## What the exercise asks
Set down every entry once more, exactly as it appears.

[Dataset entries]
------------------------------
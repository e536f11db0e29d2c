use std::sync::Arc;

use object::WORD_SIZE;

use crate::builtins;
use crate::id::DefnKey;
use crate::VM;

/// A type tree: either a primitive variant or an object type referring to a
/// class (plus type arguments) or a type parameter. Types are immutable;
/// compound types share structure through `Arc`.
#[derive(Clone, PartialEq, Eq, Hash, Debug)]
pub enum Type {
    Unit,
    Boolean,
    I8,
    I16,
    I32,
    I64,
    F32,
    F64,
    /// The type of `null`: nullable Nothing.
    Null,
    Object(Arc<ObjectType>),
    Variable(Arc<VariableType>),
}

#[derive(PartialEq, Eq, Hash, Debug)]
pub struct ObjectType {
    pub class: DefnKey,
    pub args: Vec<Type>,
    pub nullable: bool,
}

#[derive(PartialEq, Eq, Hash, Debug)]
pub struct VariableType {
    pub param: DefnKey,
    pub nullable: bool,
}

pub type Bindings = Vec<(DefnKey, Type)>;

impl Type {
    pub fn object(class: DefnKey, args: Vec<Type>) -> Type {
        Type::Object(Arc::new(ObjectType { class, args, nullable: false }))
    }

    pub fn nullable_object(class: DefnKey, args: Vec<Type>) -> Type {
        Type::Object(Arc::new(ObjectType { class, args, nullable: true }))
    }

    pub fn variable(param: DefnKey, nullable: bool) -> Type {
        Type::Variable(Arc::new(VariableType { param, nullable }))
    }

    /// Byte size of a value of this type in a field. Stack slots are always
    /// one word regardless.
    pub fn type_size(&self) -> usize {
        match self {
            Type::Unit => 1,
            Type::Boolean => 1,
            Type::I8 => 1,
            Type::I16 => 2,
            Type::I32 => 4,
            Type::I64 => 8,
            Type::F32 => 4,
            Type::F64 => 8,
            Type::Null | Type::Object(_) | Type::Variable(_) => WORD_SIZE,
        }
    }

    pub fn alignment(&self) -> usize {
        self.type_size()
    }

    /// True iff a value of this type is a reference.
    pub fn is_object(&self) -> bool {
        matches!(self, Type::Null | Type::Object(_) | Type::Variable(_))
    }

    pub fn is_primitive(&self) -> bool {
        !self.is_object()
    }

    pub fn is_nullable(&self) -> bool {
        match self {
            Type::Null => true,
            Type::Object(o) => o.nullable,
            Type::Variable(v) => v.nullable,
            _ => false,
        }
    }

    pub fn as_class(&self) -> DefnKey {
        match self {
            Type::Object(o) => o.class,
            _ => panic!("not a class type"),
        }
    }

    pub fn type_arguments(&self) -> &[Type] {
        match self {
            Type::Object(o) => &o.args,
            _ => &[],
        }
    }

    /// The class a value of this type is guaranteed to be an instance of,
    /// chasing variable upper bounds.
    pub fn effective_class(&self, vm: &VM) -> DefnKey {
        let mut current = self.clone();
        loop {
            match current {
                Type::Object(ref o) => return o.class,
                Type::Null => return builtins::NOTHING_CLASS,
                Type::Variable(ref v) => {
                    current = vm.type_parameter(v.param).upper_bound.clone();
                }
                _ => panic!("effective_class on primitive type"),
            }
        }
    }

    /// The parameter → argument map this type induces on its class.
    pub fn argument_bindings(&self, vm: &VM) -> Bindings {
        let Type::Object(o) = self else {
            return Vec::new();
        };
        let class = vm.class(o.class);
        debug_assert_eq!(class.type_params.len(), o.args.len());
        class
            .type_params
            .iter()
            .copied()
            .zip(o.args.iter().cloned())
            .collect()
    }
}

/// Structural subtype check over the class supertype chain. Type arguments
/// compare invariantly.
pub fn is_subtype(vm: &VM, left: &Type, right: &Type) -> bool {
    if left == right {
        return true;
    }
    if left.is_primitive() || right.is_primitive() {
        return false;
    }
    if left.is_nullable() && !right.is_nullable() {
        return false;
    }
    // Null is the nullable bottom: a subtype of every nullable object type.
    if matches!(left, Type::Null) {
        return right.is_nullable();
    }

    // Chase variables: the left to its upper bound, the right to its lower.
    let mut left = left.clone();
    while let Type::Variable(v) = &left {
        let param = vm.type_parameter(v.param);
        left = param.upper_bound.clone();
    }
    let mut right = right.clone();
    while let Type::Variable(v) = &right {
        let param = vm.type_parameter(v.param);
        right = param.lower_bound.clone();
    }
    let (Type::Object(left_obj), Type::Object(right_obj)) = (&left, &right) else {
        return false;
    };

    if left_obj.class == builtins::NOTHING_CLASS {
        return true;
    }
    if !vm.is_subclass_of(left_obj.class, right_obj.class) {
        return false;
    }

    let left_as_base = substitute_for_base_class(vm, &left, right_obj.class);
    let Type::Object(left_as_base) = left_as_base else {
        return false;
    };
    debug_assert_eq!(left_as_base.args.len(), right_obj.args.len());
    left_as_base.args == right_obj.args
}

/// Replace type-parameter occurrences per `bindings`.
pub fn substitute(ty: &Type, bindings: &Bindings) -> Type {
    match ty {
        Type::Variable(v) => {
            for (param, replacement) in bindings {
                if *param == v.param {
                    return replacement.clone();
                }
            }
            ty.clone()
        }
        Type::Object(o) => {
            let mut changed = false;
            let mut new_args = Vec::with_capacity(o.args.len());
            for arg in &o.args {
                let new_arg = substitute(arg, bindings);
                changed |= new_arg != *arg;
                new_args.push(new_arg);
            }
            if !changed {
                return ty.clone();
            }
            Type::Object(Arc::new(ObjectType {
                class: o.class,
                args: new_args,
                nullable: o.nullable,
            }))
        }
        _ => ty.clone(),
    }
}

/// Rewrite `ty`, a type whose class is a subclass of `base`, into the
/// equivalent type at `base` by walking up the supertype chain and
/// substituting at each step.
pub fn substitute_for_base_class(vm: &VM, ty: &Type, base: DefnKey) -> Type {
    let mut current = ty.clone();
    while let Type::Variable(v) = &current {
        current = vm.type_parameter(v.param).upper_bound.clone();
    }
    debug_assert!(vm.is_subclass_of(current.as_class(), base));

    while current.as_class() != base {
        let bindings = current.argument_bindings(vm);
        let class = vm.class(current.as_class());
        let supertype = class.supertype.as_ref().expect("subclass without supertype");
        current = substitute(supertype, &bindings);
    }
    current
}

/// Rewrite `ty` from the defining class's point of view into the receiver's:
/// walk the inheritance path from `receiver_class` down to `defining_class`
/// and apply each supertype's argument bindings in reverse.
pub fn substitute_for_inheritance(
    vm: &VM,
    ty: &Type,
    receiver_class: DefnKey,
    defining_class: DefnKey,
) -> Type {
    debug_assert!(vm.is_subclass_of(receiver_class, defining_class));

    let mut supertypes = Vec::new();
    let mut class = receiver_class;
    while class != defining_class {
        let supertype = vm
            .class(class)
            .supertype
            .as_ref()
            .expect("inheritance path broken")
            .clone();
        class = supertype.as_class();
        supertypes.push(supertype);
    }

    let mut substituted = ty.clone();
    for supertype in supertypes.iter().rev() {
        let bindings = supertype.argument_bindings(vm);
        substituted = substitute(&substituted, &bindings);
    }
    substituted
}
------------------------------
## Final answer
repository e536f11db0e29d2c
use std::sync::Arc;

use object::WORD_SIZE;

use crate::builtins;
use crate::id::DefnKey;
use crate::VM;

/// A type tree: either a primitive variant or an object type referring to a
/// class (plus type arguments) or a type parameter. Types are immutable;
/// compound types share structure through `Arc`.
#[derive(Clone, PartialEq, Eq, Hash, Debug)]
pub enum Type {
    Unit,
    Boolean,
    I8,
    I16,
    I32,
    I64,
    F32,
    F64,
    /// The type of `null`: nullable Nothing.
    Null,
    Object(Arc<ObjectType>),
    Variable(Arc<VariableType>),
}

#[derive(PartialEq, Eq, Hash, Debug)]
pub struct ObjectType {
    pub class: DefnKey,
    pub args: Vec<Type>,
    pub nullable: bool,
}

#[derive(PartialEq, Eq, Hash, Debug)]
pub struct VariableType {
    pub param: DefnKey,
    pub nullable: bool,
}

pub type Bindings = Vec<(DefnKey, Type)>;

impl Type {
    pub fn object(class: DefnKey, args: Vec<Type>) -> Type {
        Type::Object(Arc::new(ObjectType { class, args, nullable: false }))
    }

    pub fn nullable_object(class: DefnKey, args: Vec<Type>) -> Type {
        Type::Object(Arc::new(ObjectType { class, args, nullable: true }))
    }

    pub fn variable(param: DefnKey, nullable: bool) -> Type {
        Type::Variable(Arc::new(VariableType { param, nullable }))
    }

    /// Byte size of a value of this type in a field. Stack slots are always
    /// one word regardless.
    pub fn type_size(&self) -> usize {
        match self {
            Type::Unit => 1,
            Type::Boolean => 1,
            Type::I8 => 1,
            Type::I16 => 2,
            Type::I32 => 4,
            Type::I64 => 8,
            Type::F32 => 4,
            Type::F64 => 8,
            Type::Null | Type::Object(_) | Type::Variable(_) => WORD_SIZE,
        }
    }

    pub fn alignment(&self) -> usize {
        self.type_size()
    }

    /// True iff a value of this type is a reference.
    pub fn is_object(&self) -> bool {
        matches!(self, Type::Null | Type::Object(_) | Type::Variable(_))
    }

    pub fn is_primitive(&self) -> bool {
        !self.is_object()
    }

    pub fn is_nullable(&self) -> bool {
        match self {
            Type::Null => true,
            Type::Object(o) => o.nullable,
            Type::Variable(v) => v.nullable,
            _ => false,
        }
    }

    pub fn as_class(&self) -> DefnKey {
        match self {
            Type::Object(o) => o.class,
            _ => panic!("not a class type"),
        }
    }

    pub fn type_arguments(&self) -> &[Type] {
        match self {
            Type::Object(o) => &o.args,
            _ => &[],
        }
    }

    /// The class a value of this type is guaranteed to be an instance of,
    /// chasing variable upper bounds.
    pub fn effective_class(&self, vm: &VM) -> DefnKey {
        let mut current = self.clone();
        loop {
            match current {
                Type::Object(ref o) => return o.class,
                Type::Null => return builtins::NOTHING_CLASS,
                Type::Variable(ref v) => {
                    current = vm.type_parameter(v.param).upper_bound.clone();
                }
                _ => panic!("effective_class on primitive type"),
            }
        }
    }

    /// The parameter → argument map this type induces on its class.
    pub fn argument_bindings(&self, vm: &VM) -> Bindings {
        let Type::Object(o) = self else {
            return Vec::new();
        };
        let class = vm.class(o.class);
        debug_assert_eq!(class.type_params.len(), o.args.len());
        class
            .type_params
            .iter()
            .copied()
            .zip(o.args.iter().cloned())
            .collect()
    }
}

/// Structural subtype check over the class supertype chain. Type arguments
/// compare invariantly.
pub fn is_subtype(vm: &VM, left: &Type, right: &Type) -> bool {
    if left == right {
        return true;
    }
    if left.is_primitive() || right.is_primitive() {
        return false;
    }
    if left.is_nullable() && !right.is_nullable() {
        return false;
    }
    // Null is the nullable bottom: a subtype of every nullable object type.
    if matches!(left, Type::Null) {
        return right.is_nullable();
    }

    // Chase variables: the left to its upper bound, the right to its lower.
    let mut left = left.clone();
    while let Type::Variable(v) = &left {
        let param = vm.type_parameter(v.param);
        left = param.upper_bound.clone();
    }
    let mut right = right.clone();
    while let Type::Variable(v) = &right {
        let param = vm.type_parameter(v.param);
        right = param.lower_bound.clone();
    }
    let (Type::Object(left_obj), Type::Object(right_obj)) = (&left, &right) else {
        return false;
    };

    if left_obj.class == builtins::NOTHING_CLASS {
        return true;
    }
    if !vm.is_subclass_of(left_obj.class, right_obj.class) {
        return false;
    }

    let left_as_base = substitute_for_base_class(vm, &left, right_obj.class);
    let Type::Object(left_as_base) = left_as_base else {
        return false;
    };
    debug_assert_eq!(left_as_base.args.len(), right_obj.args.len());
    left_as_base.args == right_obj.args
}

/// Replace type-parameter occurrences per `bindings`.
pub fn substitute(ty: &Type, bindings: &Bindings) -> Type {
    match ty {
        Type::Variable(v) => {
            for (param, replacement) in bindings {
                if *param == v.param {
                    return replacement.clone();
                }
            }
            ty.clone()
        }
        Type::Object(o) => {
            let mut changed = false;
            let mut new_args = Vec::with_capacity(o.args.len());
            for arg in &o.args {
                let new_arg = substitute(arg, bindings);
                changed |= new_arg != *arg;
                new_args.push(new_arg);
            }
            if !changed {
                return ty.clone();
            }
            Type::Object(Arc::new(ObjectType {
                class: o.class,
                args: new_args,
                nullable: o.nullable,
            }))
        }
        _ => ty.clone(),
    }
}

/// Rewrite `ty`, a type whose class is a subclass of `base`, into the
/// equivalent type at `base` by walking up the supertype chain and
/// substituting at each step.
pub fn substitute_for_base_class(vm: &VM, ty: &Type, base: DefnKey) -> Type {
    let mut current = ty.clone();
    while let Type::Variable(v) = &current {
        current = vm.type_parameter(v.param).upper_bound.clone();
    }
    debug_assert!(vm.is_subclass_of(current.as_class(), base));

    while current.as_class() != base {
        let bindings = current.argument_bindings(vm);
        let class = vm.class(current.as_class());
        let supertype = class.supertype.as_ref().expect("subclass without supertype");
        current = substitute(supertype, &bindings);
    }
    current
}

/// Rewrite `ty` from the defining class's point of view into the receiver's:
/// walk the inheritance path from `receiver_class` down to `defining_class`
/// and apply each supertype's argument bindings in reverse.
pub fn substitute_for_inheritance(
    vm: &VM,
    ty: &Type,
    receiver_class: DefnKey,
    defining_class: DefnKey,
) -> Type {
    debug_assert!(vm.is_subclass_of(receiver_class, defining_class));

    let mut supertypes = Vec::new();
    let mut class = receiver_class;
    while class != defining_class {
        let supertype = vm
            .class(class)
            .supertype
            .as_ref()
            .expect("inheritance path broken")
            .clone();
        class = supertype.as_class();
        supertypes.push(supertype);
    }

    let mut substituted = ty.clone();
    for supertype in supertypes.iter().rev() {
        let bindings = supertype.argument_bindings(vm);
        substituted = substitute(&substituted, &bindings);
    }
    substituted
}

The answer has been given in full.